#### [DIRECTIONS]
The lines from the start of the records through the one containing "actionable, personalized learning" are to be restated word for word; please include both ends.

____________________

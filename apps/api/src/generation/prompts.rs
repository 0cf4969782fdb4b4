// All LLM prompt constants for the Generation module.

/// System prompt for roadmap generation — enforces JSON-only output.
pub const ROADMAP_SYSTEM: &str =
    "You are an expert strategist and mentor who designs structured, \
    actionable, personalized learning roadmaps. \
    You MUST respond with valid JSON only. \
    Do NOT include any text outside the JSON object. \
    Do NOT use markdown code fences. \
    Do NOT include explanations or apologies.";

/// Roadmap generation prompt template.
/// Replace `{goal}` and `{current_skills}` before sending.
pub const ROADMAP_PROMPT_TEMPLATE: &str = r#"A user wants to achieve a goal. Generate a personalized, step-by-step roadmap that takes their current skills and background into account.

Return a JSON object with this EXACT schema (no extra fields):
{
  "roadmap": [
    {
      "title": "Master the Fundamentals",
      "duration": "2 Weeks",
      "description": "Build a solid base before moving on to harder material.",
      "icon": "BookOpen",
      "subTasks": [
        {"title": "Work through an introductory course end to end"}
      ],
      "focusTechniques": [
        "Timebox research on new topics to 1 hour"
      ],
      "resources": [
        {"title": "Official documentation", "url": "https://example.com/docs"}
      ]
    }
  ]
}

Rules for the roadmap:

- Produce 3 to 5 distinct steps, ordered from foundational to advanced, tailored to what the user already knows. Skip material their current skills already cover.
- "title": clear and concise.
- "duration": a realistic estimate such as "2 Weeks" or "1 Month".
- "description": one short, encouraging sentence about the step.
- "icon": EXACTLY one of "BookOpen", "Target", "ListTodo", "BrainCircuit", "Layers", "Palette", "PenTool", "Milestone", "Flag", "ClipboardCheck", "TrendingUp", "Rocket".
- "subTasks": 4 to 6 specific, concrete actions the user can check off.
- "focusTechniques": 2 to 3 productivity or learning techniques tailored to the step, e.g. "Timebox research on new topics to 1 hour".
- "resources": 2 to 3 real, high-quality, publicly available resources with valid URLs.

USER GOAL:
{goal}

CURRENT SKILLS AND BACKGROUND:
{current_skills}"#;

/// System prompt for step advice — enforces JSON-only output.
pub const ADVICE_SYSTEM: &str =
    "You are an expert mentor who gives personalized, encouraging advice \
    to people working through a learning roadmap. \
    You MUST respond with valid JSON only. \
    Do NOT include any text outside the JSON object. \
    Do NOT use markdown code fences. \
    Do NOT include explanations or apologies.";

/// Step advice prompt template.
/// Replace `{roadmap_step}`, `{user_skills}` and `{goal}` before sending.
pub const ADVICE_PROMPT_TEMPLATE: &str = r#"A user is working on one step of their learning roadmap and wants personalized advice for it.

Return a JSON object with this EXACT schema (no extra fields):
{
  "advice": "One succinct paragraph of personalized advice.",
  "focusTechniques": [
    "Practice retrieval instead of rereading"
  ]
}

Rules for the advice:

- "advice": a single succinct paragraph tailored to the user's skills and ultimate goal. Cover the psychological side of the step as well as the technical side, and weave encouragement in naturally rather than bolting it on.
- "focusTechniques": 2 to 3 short, practical techniques for staying focused on this specific step.

CURRENT ROADMAP STEP:
{roadmap_step}

USER SKILLS:
{user_skills}

ULTIMATE GOAL:
{goal}"#;
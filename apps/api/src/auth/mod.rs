// Sign-in state and the flow that drives it. The client completes the Google
// popup, then posts either an ID token or the provider's error code here.

pub mod google;
pub mod handlers;

use std::sync::Arc;
use std::time::Duration;

use chrono::{DateTime, Utc};
use serde::Deserialize;
use tokio::task::JoinHandle;
use tracing::{debug, error, info};

use crate::auth::google::{AuthError, TokenVerifier};
use crate::errors::AppError;
use crate::models::user::AuthUser;
use crate::session::{Session, SessionRegistry};

/// Per-session sign-in state, published through the session's watch channel.
#[derive(Debug, Clone)]
pub enum AuthState {
    SignedOut,
    SignedIn {
        user: AuthUser,
        expires_at: DateTime<Utc>,
    },
}

// Error codes the provider popup reports to the client.
pub const PROVIDER_ERROR_POPUP_CLOSED: &str = "popup_closed_by_user";
pub const PROVIDER_ERROR_POPUP_CANCELLED: &str = "cancelled_popup_request";
pub const PROVIDER_ERROR_UNAUTHORIZED_DOMAIN: &str = "unauthorized_domain";

/// Shown when the app's origin is missing from the OAuth client configuration.
pub const UNAUTHORIZED_DOMAIN_MESSAGE: &str = "This app's domain is not authorized for sign-in. \
    Add it to the authorized origins of the Google OAuth client.";
/// Generic sign-in failure message. Details only go to the logs.
pub const SIGN_IN_FAILED_MESSAGE: &str = "Could not sign in with Google. Please try again.";

/// What the client posts after the provider popup settles: a token on
/// success, or the provider's error code.
#[derive(Debug, Deserialize)]
#[serde(rename_all = "camelCase")]
pub struct SignInRequest {
    pub id_token: Option<String>,
    pub provider_error: Option<String>,
}

#[derive(Debug, Clone, PartialEq)]
pub enum SignInOutcome {
    SignedIn(AuthUser),
    /// The user dismissed the popup. Not an error; nothing to show.
    Cancelled,
    Failed(String),
}

#[derive(Clone)]
pub struct AuthService {
    verifier: Arc<dyn TokenVerifier>,
}

impl AuthService {
    pub fn new(verifier: Arc<dyn TokenVerifier>) -> Self {
        Self { verifier }
    }

    pub async fn sign_in(&self, session: &Session, request: SignInRequest) -> SignInOutcome {
        if let Some(code) = request.provider_error {
            return classify_provider_error(&code);
        }

        let Some(id_token) = request.id_token else {
            error!("Sign-in request carried neither a token nor a provider error");
            return SignInOutcome::Failed(SIGN_IN_FAILED_MESSAGE.to_string());
        };

        match self.verifier.verify(&id_token).await {
            Ok(verified) => {
                info!("Session {}: user {} signed in", session.id, verified.user.id);
                session.set_auth_state(AuthState::SignedIn {
                    user: verified.user.clone(),
                    expires_at: verified.expires_at,
                });
                SignInOutcome::SignedIn(verified.user)
            }
            Err(AuthError::AudienceMismatch { expected, actual }) => {
                error!("Google token audience mismatch: expected {expected}, got {actual}");
                SignInOutcome::Failed(UNAUTHORIZED_DOMAIN_MESSAGE.to_string())
            }
            Err(e) => {
                error!("Google token verification failed: {e}");
                SignInOutcome::Failed(SIGN_IN_FAILED_MESSAGE.to_string())
            }
        }
    }

    pub fn sign_out(&self, session: &Session) {
        session.set_auth_state(AuthState::SignedOut);
        info!("Session {}: signed out", session.id);
    }
}

/// Maps a provider popup error code to an outcome. Dismissing the popup is
/// silent; a misconfigured OAuth client gets an actionable message.
fn classify_provider_error(code: &str) -> SignInOutcome {
    match code {
        PROVIDER_ERROR_POPUP_CLOSED | PROVIDER_ERROR_POPUP_CANCELLED => {
            debug!("Sign-in popup dismissed: {code}");
            SignInOutcome::Cancelled
        }
        PROVIDER_ERROR_UNAUTHORIZED_DOMAIN => {
            error!("Sign-in failed: this origin is not authorized for the OAuth client");
            SignInOutcome::Failed(UNAUTHORIZED_DOMAIN_MESSAGE.to_string())
        }
        other => {
            error!("Sign-in provider error: {other}");
            SignInOutcome::Failed(SIGN_IN_FAILED_MESSAGE.to_string())
        }
    }
}

/// The signed-in user, or `Unauthorized` for handlers that require one.
pub fn require_user(session: &Session) -> Result<AuthUser, AppError> {
    session.current_user().ok_or(AppError::Unauthorized)
}

const SWEEP_INTERVAL: Duration = Duration::from_secs(60);
const SESSION_IDLE_TTL_SECS: i64 = 24 * 60 * 60;

/// Background task that downgrades expired sign-ins and drops idle sessions.
/// Expiry is also checked lazily on access; the sweep keeps watch subscribers
/// current between requests.
pub fn spawn_expiry_sweep(sessions: Arc<SessionRegistry>) -> JoinHandle<()> {
    tokio::spawn(async move {
        let mut ticker = tokio::time::interval(SWEEP_INTERVAL);
        loop {
            ticker.tick().await;
            let expired = sessions.expire_due_sign_ins().await;
            let pruned = sessions.prune_idle(SESSION_IDLE_TTL_SECS).await;
            if expired > 0 || pruned > 0 {
                debug!("Expiry sweep: {expired} sign-ins expired, {pruned} idle sessions pruned");
            }
        }
    })
}

#[cfg(test)]
mod tests {
    use super::*;
    use crate::auth::google::StaticTokenVerifier;
    use chrono::Duration;

    fn test_user() -> AuthUser {
        AuthUser {
            id: "google-subject-1".to_string(),
            display_name: Some("Test User".to_string()),
            email: Some("test@example.com".to_string()),
            photo_url: None,
        }
    }

    fn test_service() -> AuthService {
        AuthService::new(Arc::new(StaticTokenVerifier {
            token: "good-token".to_string(),
            user: test_user(),
            expires_at: Utc::now() + Duration::hours(1),
        }))
    }

    #[test]
    fn test_popup_dismissal_is_silent() {
        assert_eq!(
            classify_provider_error(PROVIDER_ERROR_POPUP_CLOSED),
            SignInOutcome::Cancelled
        );
        assert_eq!(
            classify_provider_error(PROVIDER_ERROR_POPUP_CANCELLED),
            SignInOutcome::Cancelled
        );
    }

    #[test]
    fn test_unauthorized_domain_gets_config_message() {
        assert_eq!(
            classify_provider_error(PROVIDER_ERROR_UNAUTHORIZED_DOMAIN),
            SignInOutcome::Failed(UNAUTHORIZED_DOMAIN_MESSAGE.to_string())
        );
    }

    #[test]
    fn test_unknown_provider_error_gets_generic_message() {
        assert_eq!(
            classify_provider_error("network_error"),
            SignInOutcome::Failed(SIGN_IN_FAILED_MESSAGE.to_string())
        );
    }

    #[tokio::test]
    async fn test_sign_in_with_valid_token() {
        let registry = SessionRegistry::new();
        let session = registry.create().await;
        let service = test_service();

        let outcome = service
            .sign_in(
                &session,
                SignInRequest {
                    id_token: Some("good-token".to_string()),
                    provider_error: None,
                },
            )
            .await;

        assert_eq!(outcome, SignInOutcome::SignedIn(test_user()));
        assert_eq!(session.current_user(), Some(test_user()));
        assert!(require_user(&session).is_ok());
    }

    #[tokio::test]
    async fn test_sign_in_with_rejected_token() {
        let registry = SessionRegistry::new();
        let session = registry.create().await;
        let service = test_service();

        let outcome = service
            .sign_in(
                &session,
                SignInRequest {
                    id_token: Some("forged-token".to_string()),
                    provider_error: None,
                },
            )
            .await;

        assert_eq!(
            outcome,
            SignInOutcome::Failed(SIGN_IN_FAILED_MESSAGE.to_string())
        );
        assert!(session.current_user().is_none());
        assert!(matches!(
            require_user(&session),
            Err(AppError::Unauthorized)
        ));
    }

    #[tokio::test]
    async fn test_sign_out_clears_state() {
        let registry = SessionRegistry::new();
        let session = registry.create().await;
        let service = test_service();

        service
            .sign_in(
                &session,
                SignInRequest {
                    id_token: Some("good-token".to_string()),
                    provider_error: None,
                },
            )
            .await;
        service.sign_out(&session);

        assert!(session.current_user().is_none());
    }
}
// Completion statistics over a saved progress document.

use serde::Serialize;

use crate::models::roadmap::{RoadmapProgressData, RoadmapStep};

#[derive(Debug, Clone, Copy, Default, PartialEq, Eq, Serialize)]
pub struct ProgressStats {
    pub total: usize,
    pub completed: usize,
    pub percentage: u32,
}

/// Counts checkable items across the roadmap and how many are checked.
/// Every `true` entry in the check map counts, whether or not its id still
/// points at an item in the roadmap.
pub fn calculate_progress(data: &RoadmapProgressData) -> ProgressStats {
    let total: usize = data.roadmap.iter().map(RoadmapStep::checkable_items).sum();
    let completed = data
        .checked_items
        .values()
        .filter(|&&checked| checked)
        .count();
    let percentage = if total > 0 {
        ((completed as f64 / total as f64) * 100.0).round() as u32
    } else {
        0
    };

    ProgressStats {
        total,
        completed,
        percentage,
    }
}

____________________

#### [TASK RESPONSE]
filename apps/api/src/generation/prompts.rs
repository 0cf4969782fdb4b4
// All LLM prompt constants for the Generation module.

/// System prompt for roadmap generation — enforces JSON-only output.
pub const ROADMAP_SYSTEM: &str =
    "You are an expert strategist and mentor who designs structured, \
    actionable, personalized learning roadmaps. \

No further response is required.